We target the fascia in a Yin Yoga practice. At Hatha Yoga World in Rishikesh, we teach Yin Yoga to complement the other Yang styles practiced. It’s a great tool to positively affect a Yang practice like Ashtanga, Vinyasa, and Hatha yoga, which we also offer in our 200 and 300-hour teacher training courses.
The fascia is coming back to its natural form to reshape itself. The value of rebound in the fascia is becoming healthier, more robust, taps into the nervous system, relaxation and healing, sensation and body awareness improves. Rebound allows Qi and fluid to flow freely through the body. The fascia reforms itself, generating a calming and relaxing effect on the body and mind. Stressing the tissue gives us a more extensive range of movement within the muscle and fascia. The functional purpose of the asana is to stress the connective tissue in a target area. Stressing the tissue induces a phase change by crushing the tiny crystal formations of liquid in the fascia. The fluid changes from gel to liquid, so we feel a melting sensation.
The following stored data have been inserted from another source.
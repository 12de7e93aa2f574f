//! JSON control and query surface.
//!
//! | Method | Path | Response |
//! |---|---|---|
//! | GET | `/all-nodes` | every registration, in arrival order |
//! | POST | `/trigger-load-test` | `{"message", "test_id"}` once the trigger is out, 503 before quorum |
//! | GET | `/test-config` | configs of the last run |
//! | GET | `/metrics/:nodeid` | latest metrics of one node |
//! | GET | `/all-metrics` | `{"metrics": [...]}` for every registered node |
//! | GET | `/heartbeat/:nodeid` | heartbeat history of one node |
//! | GET | `/node-status` | in-memory registry with liveness |

use axum::{
    extract::{rejection::JsonRejection, Path, State},
    http::StatusCode,
    response::{IntoResponse, Response},
    routing::{get, post},
    Json, Router,
};
use serde::{Deserialize, Serialize};
use serde_json::json;
use std::sync::Arc;
use tidal_types::{HeartbeatMessage, MetricsMessage, RegisterMessage, TestConfigMessage, TestType};
use tracing::error;

use crate::error::Error;
use crate::orchestrator::{LoadTestRequest, Orchestrator};
use crate::registry::NodeView;

/// Error body returned by every handler: `{"error": "..."}`.
#[derive(Debug)]
pub struct ApiError {
    status: StatusCode,
    message: String,
}

impl ApiError {
    fn bad_request(message: impl Into<String>) -> Self {
        Self {
            status: StatusCode::BAD_REQUEST,
            message: message.into(),
        }
    }
}

impl From<Error> for ApiError {
    fn from(err: Error) -> Self {
        let status = match err {
            Error::Publish { .. } => StatusCode::BAD_GATEWAY,
            Error::QuorumNotReached { .. } => StatusCode::SERVICE_UNAVAILABLE,
            _ => StatusCode::INTERNAL_SERVER_ERROR,
        };
        Self {
            status,
            message: err.to_string(),
        }
    }
}

impl IntoResponse for ApiError {
    fn into_response(self) -> Response {
        if self.status.is_server_error() {
            error!("Request failed: {}", self.message);
        }
        (self.status, Json(json!({ "error": self.message }))).into_response()
    }
}

type ApiResult<T> = std::result::Result<Json<T>, ApiError>;

/// Body of `POST /trigger-load-test`.
#[derive(Debug, Deserialize)]
pub struct TriggerBody {
    pub test_type: String,
    #[serde(default)]
    pub test_server: String,
    pub test_message_delay: u64,
    pub message_count_per_driver: u64,
}

#[derive(Debug, Serialize, Deserialize)]
pub struct TriggerResponse {
    pub message: String,
    pub test_id: String,
}

#[derive(Debug, Serialize, Deserialize)]
pub struct MetricsResponse {
    pub metrics: Vec<MetricsMessage>,
}

pub fn router(orchestrator: Arc<Orchestrator>) -> Router {
    Router::new()
        .route("/all-nodes", get(all_nodes))
        .route("/trigger-load-test", post(trigger_load_test))
        .route("/test-config", get(test_config))
        .route("/metrics/:nodeid", get(node_metrics))
        .route("/all-metrics", get(all_metrics))
        .route("/heartbeat/:nodeid", get(node_heartbeats))
        .route("/node-status", get(node_status))
        .with_state(orchestrator)
}

async fn all_nodes(State(orchestrator): State<Arc<Orchestrator>>) -> ApiResult<Vec<RegisterMessage>> {
    Ok(Json(orchestrator.registrations().await?))
}

async fn trigger_load_test(
    State(orchestrator): State<Arc<Orchestrator>>,
    body: Result<Json<TriggerBody>, JsonRejection>,
) -> ApiResult<TriggerResponse> {
    let Json(body) = body.map_err(|e| ApiError::bad_request(e.body_text()))?;
    let test_type: TestType = body
        .test_type
        .parse()
        .map_err(|e: tidal_types::CodecError| ApiError::bad_request(e.to_string()))?;

    let outcome = orchestrator
        .trigger_load_test(LoadTestRequest {
            test_type,
            test_server: body.test_server,
            test_message_delay: body.test_message_delay,
            message_count_per_driver: body.message_count_per_driver,
        })
        .await?;

    Ok(Json(TriggerResponse {
        message: "Load test triggered successfully".to_string(),
        test_id: outcome.test_id,
    }))
}

async fn test_config(
    State(orchestrator): State<Arc<Orchestrator>>,
) -> ApiResult<Vec<TestConfigMessage>> {
    Ok(Json(orchestrator.test_configs().await?))
}

async fn node_metrics(
    State(orchestrator): State<Arc<Orchestrator>>,
    Path(node_id): Path<String>,
) -> ApiResult<MetricsMessage> {
    Ok(Json(orchestrator.metrics_for(&node_id).await?))
}

async fn all_metrics(State(orchestrator): State<Arc<Orchestrator>>) -> ApiResult<MetricsResponse> {
    let metrics = orchestrator.all_metrics().await?;
    Ok(Json(MetricsResponse { metrics }))
}

async fn node_heartbeats(
    State(orchestrator): State<Arc<Orchestrator>>,
    Path(node_id): Path<String>,
) -> ApiResult<Vec<HeartbeatMessage>> {
    Ok(Json(orchestrator.heartbeats_for(&node_id).await?))
}

async fn node_status(State(orchestrator): State<Arc<Orchestrator>>) -> Json<Vec<NodeView>> {
    Json(orchestrator.registry().snapshot())
}
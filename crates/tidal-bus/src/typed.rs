//! Typed protocol layer over a [`MessageBus`].

use std::marker::PhantomData;
use std::sync::Arc;
use tidal_types::{decode, encode, TopicNames, WireMessage};
use tracing::{debug, warn};

use crate::bus::{MessageBus, Subscription};
use crate::error::Result;

/// Outcome of a batch publish.
///
/// Publishing never aborts half way: every record is attempted and the
/// failures are counted.
#[derive(Debug, Clone, Copy, Default, PartialEq, Eq)]
pub struct PublishReport {
    pub enqueued: usize,
    pub errors: usize,
}

impl PublishReport {
    pub fn is_ok(&self) -> bool {
        self.errors == 0
    }
}

/// Cloneable handle that publishes and subscribes protocol records.
#[derive(Clone)]
pub struct Bus {
    inner: Arc<dyn MessageBus>,
    topics: Arc<TopicNames>,
}

impl Bus {
    pub fn new(inner: Arc<dyn MessageBus>, topics: TopicNames) -> Self {
        Self {
            inner,
            topics: Arc::new(topics),
        }
    }

    pub fn topics(&self) -> &TopicNames {
        &self.topics
    }

    /// Encode and publish every record in `messages`.
    pub async fn publish<T: WireMessage>(&self, messages: &[T]) -> PublishReport {
        let topic = self.topics.name(T::TOPIC);
        let mut report = PublishReport::default();

        for message in messages {
            let payload = match encode(message) {
                Ok(payload) => payload,
                Err(e) => {
                    warn!("Failed to encode {} message: {e}", T::KIND);
                    report.errors += 1;
                    continue;
                }
            };

            match self.inner.publish(topic, message.key(), &payload).await {
                Ok(()) => report.enqueued += 1,
                Err(e) => {
                    warn!("Failed to publish {} message to '{topic}': {e}", T::KIND);
                    report.errors += 1;
                }
            }
        }

        debug!(
            "Published {} {} message(s) to '{topic}' ({} errors)",
            report.enqueued,
            T::KIND,
            report.errors
        );
        report
    }

    /// Publish a single record.
    pub async fn publish_one<T: WireMessage>(&self, message: &T) -> PublishReport {
        self.publish(std::slice::from_ref(message)).await
    }

    /// Subscribe to the topic carrying `T`, starting at the newest message.
    pub async fn subscribe<T: WireMessage>(&self) -> Result<TypedSubscription<T>> {
        let topic = self.topics.name(T::TOPIC);
        let inner = self.inner.subscribe(topic).await?;
        Ok(TypedSubscription {
            inner,
            _marker: PhantomData,
        })
    }
}

/// Subscription that decodes each message into `T`.
pub struct TypedSubscription<T> {
    inner: Box<dyn Subscription>,
    _marker: PhantomData<fn() -> T>,
}

impl<T: WireMessage> TypedSubscription<T> {
    /// Next record on the topic.
    ///
    /// `None` means the bus shut down. A payload that fails to decode is
    /// returned as `Some(Err(_))` so the caller can log and skip it.
    pub async fn next(&mut self) -> Option<Result<T>> {
        match self.inner.recv().await {
            Ok(Some(message)) => Some(decode(&message.payload).map_err(Into::into)),
            Ok(None) => None,
            Err(e) => Some(Err(e)),
        }
    }
}
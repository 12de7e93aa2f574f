//! Key/value store abstraction.

use async_trait::async_trait;

use crate::error::Result;

/// Read-modify-write step run atomically by [`StateStore::update`].
///
/// Receives the current value (if any) and returns the value to store.
/// Returning an error aborts the update and leaves the key untouched.
pub type UpdateFn = Box<dyn FnOnce(Option<Vec<u8>>) -> Result<Vec<u8>> + Send>;

/// Durable byte-oriented key/value store.
///
/// Implementations:
/// - Embedded redb database (`RedbStore`)
/// - Process-local map (`MemoryStore`)
#[async_trait]
pub trait StateStore: Send + Sync {
    /// Read the value stored under `key`.
    ///
    /// Returns None if the key doesn't exist.
    async fn get(&self, key: &str) -> Result<Option<Vec<u8>>>;

    /// Overwrite the value stored under `key`.
    async fn set(&self, key: &str, value: Vec<u8>) -> Result<()>;

    /// Remove `key`. Removing a missing key is not an error.
    async fn delete(&self, key: &str) -> Result<()>;

    /// Every entry whose key starts with `prefix`, in key order.
    async fn scan_prefix(&self, prefix: &str) -> Result<Vec<(String, Vec<u8>)>>;

    /// Atomically replace the value under `key` with the result of `f`.
    async fn update(&self, key: &str, f: UpdateFn) -> Result<()>;
}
Traditional Chinese Medicine (TCM)
Yin and Yang is a duality of one source. ‘Qi’ is bioenergy and is translated into Sanskrit. It is the same as ‘Prana.’ It can be seen as the spirit or the life force energy. TCM sees the body as an energetic system working towards balance. Qi flows in a system of channels to every part of the body. TCM works with restoring and balancing Qi to obtain good health. The source is divided into the energy of Yin and Yang and further split into five elements. In TCM, the five elements are water, wood, fire, earth, and metal.